Stored data entries
************

//! Culling: recycles wraiths the player left behind.
//!
//! Runs inside the spawner pass, before any spawning. Two rules:
//! an absolute distance cut, and a behind-the-viewer timer gated on the
//! frustum, the post-spawn protection window, and near-zero exposure.

use hecs::{Entity, World};

use gloam_core::components::{CullTimers, Exposure, Position, WraithState};
use gloam_core::config::CullConfig;
use gloam_core::enums::{DespawnStyle, WraithPhase};
use gloam_core::external::Frame;
use gloam_core::types::{planar, planar_distance, DIR_EPSILON};

/// Evaluate culling for every active wraith. Entities to recycle are pushed
/// into `recycle_out`; dissolve-style despawns are flipped in place and
/// recycled by the dormant sweep once their fade completes.
pub fn run(
    world: &mut World,
    active: &[Entity],
    cfg: &CullConfig,
    frame: &Frame,
    dt: f32,
    recycle_out: &mut Vec<Entity>,
) {
    let view_fwd = planar(frame.view_forward);
    // Looking straight down degenerates the planar forward; nothing counts
    // as behind in that case.
    let view_fwd = if view_fwd.length() < DIR_EPSILON {
        None
    } else {
        Some(view_fwd.normalize())
    };

    for &entity in active {
        let Ok((pos, state, exposure, timers)) = world
            .query_one_mut::<(&Position, &mut WraithState, &Exposure, &mut CullTimers)>(entity)
        else {
            continue;
        };
        if state.phase == WraithPhase::Dormant {
            continue;
        }

        timers.protect_remaining = (timers.protect_remaining - dt).max(0.0);

        let dist = planar_distance(pos.0, frame.view_pos);
        if dist > cfg.cull_distance {
            recycle_out.push(entity);
            continue;
        }

        let behind = view_fwd.is_some_and(|fwd| {
            let rel = planar(pos.0) - planar(frame.view_pos);
            rel.dot(fwd) < 0.0 && dist > cfg.behind_distance
        });
        let eligible = behind
            && !frame.frustum.contains(pos.0)
            && timers.protect_remaining <= 0.0
            && exposure.value() <= cfg.exposure_epsilon;

        if !eligible {
            timers.behind_secs = 0.0;
            continue;
        }

        timers.behind_secs += dt;
        if timers.behind_secs > cfg.behind_timeout {
            timers.behind_secs = 0.0;
            match cfg.despawn_style {
                DespawnStyle::Recycle => recycle_out.push(entity),
                DespawnStyle::Dissolve => {
                    if state.phase == WraithPhase::Hunting {
                        state.enter(WraithPhase::Dissolving);
                    }
                }
            }
        }
    }
}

************

What you have to do: Starting with the first line of the entries, transcribe every line up to and including the one with "let behind = view_fwd.is_some_and(|fwd|".

Solution to this exercise:
//! Culling: recycles wraiths the player left behind.
//!
//! Runs inside the spawner pass, before any spawning. Two rules:
//! an absolute distance cut, and a behind-the-viewer timer gated on the
//! frustum, the post-spawn protection window, and near-zero exposure.

use hecs::{Entity, World};

use gloam_core::components::{CullTimers, Exposure, Position, WraithState};
use gloam_core::config::CullConfig;
use gloam_core::enums::{DespawnStyle, WraithPhase};
use gloam_core::external::Frame;
use gloam_core::types::{planar, planar_distance, DIR_EPSILON};

/// Evaluate culling for every active wraith. Entities to recycle are pushed
/// into `recycle_out`; dissolve-style despawns are flipped in place and
/// recycled by the dormant sweep once their fade completes.
pub fn run(
    world: &mut World,
    active: &[Entity],
    cfg: &CullConfig,
    frame: &Frame,
    dt: f32,
    recycle_out: &mut Vec<Entity>,
) {
    let view_fwd = planar(frame.view_forward);
    // Looking straight down degenerates the planar forward; nothing counts
    // as behind in that case.
    let view_fwd = if view_fwd.length() < DIR_EPSILON {
        None
    } else {
        Some(view_fwd.normalize())
    };

    for &entity in active {
        let Ok((pos, state, exposure, timers)) = world
            .query_one_mut::<(&Position, &mut WraithState, &Exposure, &mut CullTimers)>(entity)
        else {
            continue;
        };
        if state.phase == WraithPhase::Dormant {
            continue;
        }

        timers.protect_remaining = (timers.protect_remaining - dt).max(0.0);

        let dist = planar_distance(pos.0, frame.view_pos);
        if dist > cfg.cull_distance {
            recycle_out.push(entity);
            continue;
        }

        let behind = view_fwd.is_some_and(|fwd| {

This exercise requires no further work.